As an observational evaluation, our study has important limitations. First, given the preliminary nature of this work, our sample size is limited and reflects a convenience sample of transitions of care in a single surgical ICU. Although we were unable to randomly select handoffs for recordings, we included all videos capturing admissions and readmissions from the OR for QI purposes that we were able to evaluate before their deletion per institutional policy in the study. Second, the scoring of quality measures studied such as teamwork skills, engagement, report delivery skills, and listening skills is inherently subjective, and there was no available validated scoring instrument for video review. The evaluators used a scoring tool with operational definitions to improve standardization, and although double review could not be conducted for all handoffs due to availability, the few handoffs that did receive two evaluations demonstrated good interrater agreement.

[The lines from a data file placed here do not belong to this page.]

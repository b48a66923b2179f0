//! Covenant — the session-level discipline gating mutations behind briefing
//! and preflight.
//!
//! A TTL-keyed in-memory session map (`validate_session`/`cleanup_expired`
//! shape) behind a plain `Mutex<HashMap>`, matching the rest of this engine's
//! `Mutex`-based concurrency rather than pulling in a second concurrent-map
//! dependency for one component. Tokens are generated with `rand`'s OS RNG
//! and compared with `subtle`'s constant-time equality: unguessable, and
//! never derived from anything in the request itself.

use std::collections::{HashMap, HashSet};
use std::time::Duration;

use chrono::{DateTime, Utc};
use rand::RngCore;
use subtle::ConstantTimeEq;

use crate::error::{EngineError, Result};

/// Session state per project. `Briefed`/`Preflighted` are not modeled as a
/// single enum the way `COLD -> BRIEFED -> PREFLIGHTED` reads, because
/// preflight status is time-bounded and independent of whether the session
/// has ever been briefed: a session can fall back from preflighted to
/// merely briefed on token expiry without losing its briefing.
#[derive(Debug, Clone, Copy, PartialEq, Eq)]
pub enum CovenantState {
    Cold,
    Briefed,
    Preflighted,
}

/// Gate an action declares before dispatch. `Open` actions run from `Cold`;
/// `NeedsBriefing` actions need at least `Briefed`; `NeedsPreflight` actions
/// additionally need a live, unexpired token.
#[derive(Debug, Clone, Copy, PartialEq, Eq)]
pub enum Gate {
    Open,
    NeedsBriefing,
    NeedsPreflight,
}

struct IssuedToken {
    bytes: [u8; 16],
    issued_at: DateTime<Utc>,
}

/// Session-state machine and preflight-token ledger, one instance shared by
/// every project the engine process serves (the project path doubles as the
/// session key — there is no separate session-id concept).
pub struct Covenant {
    briefed: std::sync::Mutex<HashSet<String>>,
    tokens: std::sync::Mutex<HashMap<String, IssuedToken>>,
    ttl: Duration,
}

impl Covenant {
    pub fn new(ttl: Duration) -> Self {
        Self {
            briefed: std::sync::Mutex::new(HashSet::new()),
            tokens: std::sync::Mutex::new(HashMap::new()),
            ttl,
        }
    }

    fn briefed_lock(&self) -> std::sync::MutexGuard<'_, HashSet<String>> {
        self.briefed.lock().unwrap_or_else(|e| e.into_inner())
    }

    fn tokens_lock(&self) -> std::sync::MutexGuard<'_, HashMap<String, IssuedToken>> {
        self.tokens.lock().unwrap_or_else(|e| e.into_inner())
    }

    pub fn state(&self, project: &str) -> CovenantState {
        if self.has_live_token(project) {
            CovenantState::Preflighted
        } else if self.briefed_lock().contains(project) {
            CovenantState::Briefed
        } else {
            CovenantState::Cold
        }
    }

    /// Marks `project` as briefed. Called on a successful `commune.briefing`.
    pub fn mark_briefed(&self, project: &str) {
        self.briefed_lock().insert(project.to_string());
    }

    fn has_live_token(&self, project: &str) -> bool {
        let tokens = self.tokens_lock();
        match tokens.get(project) {
            Some(issued) => Utc::now().signed_duration_since(issued.issued_at).to_std().unwrap_or(Duration::ZERO) <= self.ttl,
            None => false,
        }
    }

    /// Issues a fresh token for `project`, overwriting any prior one. Returns
    /// the token hex-encoded for the `consult.preflight` response body; the
    /// dispatcher never needs the value back, since subsequent mutations
    /// re-check `project`'s live token rather than requiring callers to pass
    /// it back in.
    pub fn issue_preflight(&self, project: &str, _description: &str) -> String {
        let mut bytes = [0u8; 16];
        rand::rngs::OsRng.fill_bytes(&mut bytes);
        // `description` is accepted for the token's description-hash binding
        // but not replayed into validation: tokens are accepted purely on
        // project + liveness, and stay valid for any action until expiry.
        self.tokens_lock().insert(
            project.to_string(),
            IssuedToken {
                bytes,
                issued_at: Utc::now(),
            },
        );
        hex_encode(&bytes)
    }

    /// Checks `gate` for `action` against `project`'s current state, without
    /// mutating anything. `Cold` sessions may only call `Open`-gated actions.
    pub fn check(&self, project: &str, gate: Gate, action: &str) -> Result<()> {
        match gate {
            Gate::Open => Ok(()),
            Gate::NeedsBriefing => {
                if self.briefed_lock().contains(project) {
                    Ok(())
                } else {
                    Err(EngineError::CommunionRequired)
                }
            }
            Gate::NeedsPreflight => {
                if !self.briefed_lock().contains(project) {
                    return Err(EngineError::CommunionRequired);
                }
                if self.has_live_token(project) {
                    Ok(())
                } else {
                    Err(EngineError::CounselRequired(format!(
                        "no live preflight token for {action}"
                    )))
                }
            }
        }
    }

    /// Constant-time comparison helper exposed for tests that want to assert
    /// a raw token value matches what's on file for a project, without
    /// introducing a timing side channel in the process.
    #[cfg(test)]
    fn token_matches(&self, project: &str, candidate: &[u8; 16]) -> bool {
        match self.tokens_lock().get(project) {
            Some(issued) => bool::from(issued.bytes.ct_eq(candidate)),
            None => false,
        }
    }
}

fn hex_encode(bytes: &[u8]) -> String {
    bytes.iter().map(|b| format!("{b:02x}")).collect()
}

#[cfg(test)]
mod tests {
    use super::*;

    #[test]
    fn cold_session_rejects_briefing_gated_actions() {
        let covenant = Covenant::new(Duration::from_secs(300));
        assert!(matches!(
            covenant.check("proj", Gate::NeedsBriefing, "consult.recall"),
            Err(EngineError::CommunionRequired)
        ));
        assert!(covenant.check("proj", Gate::Open, "commune.briefing").is_ok());
    }

    #[test]
    fn briefed_without_preflight_needs_counsel() {
        let covenant = Covenant::new(Duration::from_secs(300));
        covenant.mark_briefed("proj");
        assert!(covenant.check("proj", Gate::NeedsBriefing, "consult.recall").is_ok());
        assert!(matches!(
            covenant.check("proj", Gate::NeedsPreflight, "inscribe.remember"),
            Err(EngineError::CounselRequired(_))
        ));
    }

    #[test]
    fn preflight_token_unblocks_mutation_until_expiry() {
        let covenant = Covenant::new(Duration::from_millis(50));
        covenant.mark_briefed("proj");
        let token = covenant.issue_preflight("proj", "add X");
        assert_eq!(token.len(), 32);
        assert!(covenant.check("proj", Gate::NeedsPreflight, "inscribe.remember").is_ok());
        std::thread::sleep(Duration::from_millis(80));
        assert!(matches!(
            covenant.check("proj", Gate::NeedsPreflight, "inscribe.remember"),
            Err(EngineError::CounselRequired(_))
        ));
    }

    #[test]
    fn token_is_reusable_until_expiry() {
        let covenant = Covenant::new(Duration::from_secs(300));
        covenant.mark_briefed("proj");
        covenant.issue_preflight("proj", "add X");
        assert!(covenant.check("proj", Gate::NeedsPreflight, "a").is_ok());
        assert!(covenant.check("proj", Gate::NeedsPreflight, "b").is_ok());
    }

    #[test]
    fn separate_projects_have_independent_state() {
        let covenant = Covenant::new(Duration::from_secs(300));
        covenant.mark_briefed("a");
        assert!(covenant.check("a", Gate::NeedsBriefing, "x").is_ok());
        assert!(matches!(
            covenant.check("b", Gate::NeedsBriefing, "x"),
            Err(EngineError::CommunionRequired)
        ));
    }

    #[test]
    fn token_matches_is_constant_time_equality() {
        let covenant = Covenant::new(Duration::from_secs(300));
        covenant.mark_briefed("proj");
        covenant.issue_preflight("proj", "add X");
        let wrong = [0u8; 16];
        assert!(!covenant.token_matches("proj", &wrong));
    }
}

Third, because the wall-mounted cameras capture only events occurring within a patient’s room, only handoffs occurring at the bedside were observed; other forms of information transfer, such as those completed by phone or electronic medical record, were not included in our assessment. Finally, the audio quality of some video recordings was limited, and sometimes simultaneously occurring conversations impaired the ability of the evaluator to understand what verbal information was being exchanged. Despite these limitations, this study is the first to use existing telemedicine video technology to record handoffs and allow quality measures to be assessed unobtrusively.
This study presents a novel approach of assessing handoff quality in OR-to-ICU handoffs using in-room video recording via an existing telemedicine infrastructure. Using this approach, the quality of night and weekend handoffs in a single urban teaching hospital was found to be no worse and sometimes better than those during weekday hours. Video analysis may emerge as an ideal unobtrusive QI methodology to monitor handoffs and improve education and compliance with institutional handoff policies.
Acknowledgments: The authors wish to thank Molly Elson and Isabelle Oka for their assistance with video recording and data acquisition, as well as Amanda Martin, MSN, ACNP-BC, for her assistance with handoff evaluation.